Notes from Comic-Con

On July 25, 2011 · Comments Off

I’m in the San Diego airport, waiting until it’s time for me to check in for my flight in five hours or so. (For various reasons, this made more sense than the alternatives).

So: Some random, tired notes about Comic-Con:

Comic-Con was neat. So huge! So much of everything! 99% of what’s there doesn’t relate to me or what I do in any way, but I decided to treat the experience as if I was a tourist, and that was fun. Plus, it was a chance to hang out with so many friends and neat people! I sold all the Herevilles I brought with me by Friday night, so I was free to wander the con. Which is unbelievably huge. You just walk and walk and walk and walk through these dense-as-a-subway-train crowds, and it never ends.

I was a little sad not to win the Eisner Award, of course, but I got over that pretty quickly. It’s a cliche, but being nominated really is an incredible honor. And Raina deserves an Eisner!

What’s weird about the Eisner loss is, at least four people told me that the nomination was something “they’ll never be able to take away from you.” It hadn’t occurred to me to worry that anyone could take the nomination away until so many people started reassuring me that it couldn’t happen. Now I’m wondering… :-p

* * *

Came within arms reach of Matt Smith (the actor who currently plays the lead on Doctor Who) while walking on the street. He looks like a beanpole on TV, but he looks even thinner in person.

* * *

Comic-Con is people-watching paradise, mainly because of the cosplayers.

Some of my favorite cosplays seen at Comic-Con (frequently not the best ones – some of those cosplayers do movie-level mask and makeup effects — but the ones that I found memorable for whatever reason):

  • The centaur, with animated, natural-looking rear legs. (They were controlled with cables attacked to the cosplayers front legs, and moved fairly naturally.)
  • The trio who “galloped” through the floor playing characters from Monty Python and the Holy Grail — the bard, the knight, and the squire creating a horse sound by clicking two coconut halves together.
  • The mother-and-daughter pair of Batgirls I saw, walking and holding hands — they were both in head-to-toe Batgirl outfits, and I’m guessing the younger one was about seven years old.
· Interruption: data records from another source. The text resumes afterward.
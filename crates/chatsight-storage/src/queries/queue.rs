// SPDX-FileCopyrightText: 2026 Chatsight Contributors
// SPDX-License-Identifier: MIT OR Apache-2.0

//! Durable queue operations with at-least-once delivery.
//!
//! A dequeued entry moves to `processing` under a lock deadline; it leaves
//! that state only through `ack` (completed), `nack` (back to pending, or
//! dropped), or lock expiry, which makes it deliverable again. A consumer
//! crash therefore yields redelivery, never loss.

use chatsight_core::{ChatsightError, QueueEntry};
use rusqlite::params;

use crate::database::Database;

const QUEUE_COLUMNS: &str = "id, queue_name, payload, status, attempts, created_at, updated_at,
     locked_until";

fn row_to_entry(row: &rusqlite::Row<'_>) -> Result<QueueEntry, rusqlite::Error> {
    Ok(QueueEntry {
        id: row.get(0)?,
        queue_name: row.get(1)?,
        payload: row.get(2)?,
        status: row.get(3)?,
        attempts: row.get(4)?,
        created_at: row.get(5)?,
        updated_at: row.get(6)?,
        locked_until: row.get(7)?,
    })
}

/// Enqueue a new item. Returns the auto-generated queue entry ID.
pub async fn enqueue(
    db: &Database,
    queue_name: &str,
    payload: &str,
) -> Result<i64, ChatsightError> {
    let queue_name = queue_name.to_string();
    let payload = payload.to_string();
    db.connection()
        .call(move |conn| {
            conn.execute(
                "INSERT INTO queue (queue_name, payload) VALUES (?1, ?2)",
                params![queue_name, payload],
            )?;
            Ok(conn.last_insert_rowid())
        })
        .await
        .map_err(crate::database::map_tr_err)
}

/// Deliver the next entry from the named queue.
///
/// Atomically selects the oldest deliverable entry -- pending, or processing
/// with an expired lock -- and marks it `processing` with a fresh lock of
/// `lock_secs` seconds. Returns `None` if nothing is deliverable.
pub async fn dequeue(
    db: &Database,
    queue_name: &str,
    lock_secs: u64,
) -> Result<Option<QueueEntry>, ChatsightError> {
    let queue_name = queue_name.to_string();
    let lock_modifier = format!("+{lock_secs} seconds");
    db.connection()
        .call(move |conn| {
            // Transaction so find + lock is atomic against other consumers.
            let tx = conn.transaction()?;

            let result = {
                let mut stmt = tx.prepare(&format!(
                    "SELECT {QUEUE_COLUMNS} FROM queue
                     WHERE queue_name = ?1
                       AND (status = 'pending'
                            OR (status = 'processing'
                                AND locked_until < strftime('%Y-%m-%dT%H:%M:%fZ', 'now')))
                     ORDER BY id ASC
                     LIMIT 1"
                ))?;
                stmt.query_row(params![queue_name], row_to_entry)
            };

            match result {
                Ok(entry) => {
                    tx.execute(
                        "UPDATE queue SET status = 'processing',
                         locked_until = strftime('%Y-%m-%dT%H:%M:%fZ', 'now', ?1),
                         updated_at = strftime('%Y-%m-%dT%H:%M:%fZ', 'now')
                         WHERE id = ?2",
                        params![lock_modifier, entry.id],
                    )?;
                    tx.commit()?;

                    Ok(Some(QueueEntry {
                        status: "processing".to_string(),
                        ..entry
                    }))
                }
                Err(rusqlite::Error::QueryReturnedNoRows) => {
                    tx.commit()?;
                    Ok(None)
                }
                Err(e) => Err(e),
            }
        })
        .await
        .map_err(crate::database::map_tr_err)
}

/// Acknowledge successful processing. The entry is marked `completed` and
/// never redelivered.
pub async fn ack(db: &Database, id: i64) -> Result<(), ChatsightError> {
    db.connection()
        .call(move |conn| {
            conn.execute(
                "UPDATE queue SET status = 'completed', locked_until = NULL,
                 updated_at = strftime('%Y-%m-%dT%H:%M:%fZ', 'now')
                 WHERE id = ?1",
                params![id],
            )?;
            Ok(())
        })
        .await
        .map_err(crate::database::map_tr_err)
}

/// Negative acknowledgment.
///
/// With `requeue`, the entry returns to `pending` with its attempt counter
/// incremented -- there is no attempt cap, so a failing downstream retries
/// until it recovers. Without `requeue`, the entry is marked `dropped` and
/// never delivered again.
pub async fn nack(db: &Database, id: i64, requeue: bool) -> Result<(), ChatsightError> {
    db.connection()
        .call(move |conn| {
            if requeue {
                conn.execute(
                    "UPDATE queue SET status = 'pending', attempts = attempts + 1,
                     locked_until = NULL,
                     updated_at = strftime('%Y-%m-%dT%H:%M:%fZ', 'now')
                     WHERE id = ?1",
                    params![id],
                )?;
            } else {
                conn.execute(
                    "UPDATE queue SET status = 'dropped', attempts = attempts + 1,
                     locked_until = NULL,
                     updated_at = strftime('%Y-%m-%dT%H:%M:%fZ', 'now')
                     WHERE id = ?1",
                    params![id],
                )?;
            }
            Ok(())
        })
        .await
        .map_err(crate::database::map_tr_err)
}
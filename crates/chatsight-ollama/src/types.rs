// SPDX-FileCopyrightText: 2026 Chatsight Contributors
// SPDX-License-Identifier: MIT OR Apache-2.0

//! Request and response types for the Ollama chat API.

use chatsight_config::model::InferenceConfig;
use serde::{Deserialize, Serialize};

/// A non-streaming chat request with JSON-formatted output.
#[derive(Debug, Clone, Serialize)]
pub struct ChatRequest {
    pub model: String,
    pub messages: Vec<RequestMessage>,
    /// Always `"json"`: the endpoint constrains the reply to JSON output.
    pub format: String,
    pub stream: bool,
    pub options: ModelOptions,
}

#[derive(Debug, Clone, Serialize)]
pub struct RequestMessage {
    pub role: String,
    pub content: String,
}

/// Sampling parameters, fixed per deployment via [`InferenceConfig`].
#[derive(Debug, Clone, Serialize)]
pub struct ModelOptions {
    pub num_ctx: u32,
    pub num_predict: u32,
    pub temperature: f64,
    pub top_p: f64,
    pub top_k: u32,
    pub num_thread: u32,
}

impl From<&InferenceConfig> for ModelOptions {
    fn from(config: &InferenceConfig) -> Self {
        Self {
            num_ctx: config.num_ctx,
            num_predict: config.num_predict,
            temperature: config.temperature,
            top_p: config.top_p,
            top_k: config.top_k,
            num_thread: config.num_thread,
        }
    }
}

#[derive(Debug, Clone, Deserialize)]
pub struct ChatResponse {
    pub message: ResponseMessage,
}

#[derive(Debug, Clone, Deserialize)]
pub struct ResponseMessage {
    pub content: String,
}

#[cfg(test)]
mod tests {
    use super::*;

    #[test]
    fn chat_request_serializes_wire_shape() {
        let request = ChatRequest {
            model: "llama3.1:8b".into(),
            messages: vec![RequestMessage {
                role: "user".into(),
                content: "analyze this".into(),
            }],
            format: "json".into(),
            stream: false,
            options: ModelOptions::from(&InferenceConfig::default()),
        };
        let value = serde_json::to_value(&request).unwrap();
        assert_eq!(value["format"], "json");
        assert_eq!(value["stream"], false);
        assert_eq!(value["messages"][0]["role"], "user");
        assert_eq!(value["options"]["num_ctx"], 4096);
        assert_eq!(value["options"]["num_thread"], 4);
    }

    #[test]
    fn chat_response_deserializes_wire_shape() {
        let response: ChatResponse =
            serde_json::from_str(r#"{"message":{"role":"assistant","content":"{}"}}"#).unwrap();
        assert_eq!(response.message.content, "{}");
    }
}
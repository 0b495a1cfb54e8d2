// SPDX-FileCopyrightText: 2026 Chatsight Contributors
// SPDX-License-Identifier: MIT OR Apache-2.0

//! HTTP client for the project-configuration service.
//!
//! Every analysis resolves its project configuration fresh; nothing is
//! cached here so instruction or field changes upstream take effect on the
//! very next pass.

use std::sync::Arc;

use async_trait::async_trait;
use chatsight_config::model::ProjectsConfig;
use chatsight_core::{ChatsightError, ProjectConfig, ProjectResolver, TokenProvider};
use serde::Deserialize;
use tracing::debug;

/// Wire shape of `GET /groups/{project_id}/project`.
#[derive(Debug, Deserialize)]
pub struct ProjectResponse {
    #[serde(rename = "_id")]
    pub id: String,
    pub title: String,
    pub config: ProjectConfig,
    #[serde(default)]
    pub devices: Vec<String>,
    #[serde(default)]
    pub deleted: bool,
    #[serde(rename = "createdAt", default)]
    pub created_at: Option<String>,
    #[serde(rename = "updatedAt", default)]
    pub updated_at: Option<String>,
}

/// Client for the project-configuration service.
pub struct ProjectsClient {
    client: reqwest::Client,
    base_url: String,
    tokens: Arc<dyn TokenProvider>,
}

impl ProjectsClient {
    /// Creates a new client with the injected credential provider.
    pub fn new(
        config: &ProjectsConfig,
        tokens: Arc<dyn TokenProvider>,
    ) -> Result<Self, ChatsightError> {
        let client = reqwest::Client::builder()
            .build()
            .map_err(|e| ChatsightError::Resolver {
                message: format!("failed to build HTTP client: {e}"),
                source: Some(Box::new(e)),
            })?;
        Ok(Self {
            client,
            base_url: config.base_url.trim_end_matches('/').to_string(),
            tokens,
        })
    }
}

#[async_trait]
impl ProjectResolver for ProjectsClient {
    async fn project_config(&self, project_id: &str) -> Result<ProjectConfig, ChatsightError> {
        let token = self.tokens.bearer_token().await?;
        let url = format!("{}/groups/{project_id}/project", self.base_url);

        let response = self
            .client
            .get(&url)
            .bearer_auth(token)
            .send()
            .await
            .map_err(|e| ChatsightError::Resolver {
                message: format!("project request failed: {e}"),
                source: Some(Box::new(e)),
            })?;

        let status = response.status();
        debug!(status = %status, project_id, "project configuration fetched");

        if !status.is_success() {
            let body = response.text().await.unwrap_or_default();
            return Err(ChatsightError::Resolver {
                message: format!("project service returned {status}: {body}"),
                source: None,
            });
        }

        let project: ProjectResponse =
            response.json().await.map_err(|e| ChatsightError::Resolver {
                message: format!("failed to parse project response: {e}"),
                source: Some(Box::new(e)),
            })?;

        if project.deleted {
            return Err(ChatsightError::Resolver {
                message: format!("project {project_id} is deleted"),
                source: None,
            });
        }

        Ok(project.config)
    }
}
Awwwww.
  • The short, female Tom Baker Doctor Who. (I saw about a zillion Matt Smith Doctors, including many women, but only a couple of Tom Bakers.) Not sure why this one entertained me so much — it was a pretty simple and easy costume, compared to many — but it did.
  • The Robin who used very thin white mesh in his mask’s eyeholes, so he actually had the blank white eyes of Robin in the comics. Very neat effect.
  • The enormously fat Spiderman, whose picture I’m sure will appear in mainstream newspaper coverage of comic-con. It just kicks ass that he’s that brave. Plus, is he the same as the fat Batman whose picture I’ve seen? I’d like to believe that it’s one very fat guy whose picture I’ve seen in all those dozens of news articles, just wearing different costumes each time, and that he gets a kick out of collecting his newspaper clippings.
  • The very tall woman with beautiful, colorful wings — the nicest wings I saw at the con. She told me that she had bought the wings commercially, but then modified them by hand-attaching the feathers.
  • The woman dressed as Black Cat, but wearing the shirt from a Spiderman costume. I liked this because it took me a while to get it — she was doing the thing some girls do of wearing their boyfriend’s shirt.
  • The stormtrooper wearing a plaid kilt. Classic, simple, but still good.
  • The woman in the head-to-toe Catwoman costume who stopped by my table and was very enthusiastic about Hereville.
  • The man dressed as Beta Ray Bill. The cosplayer did an amazing job not just with the mask, but also with the inhumanly thick arms.
  • The Rorschach walking around carrying a fake dead dog — extremely gruesome, but meaningful to folks who have read Watchmen.

That’s just a handful — there were literally hundreds of people who attended in costume. I wish regular life was more like that.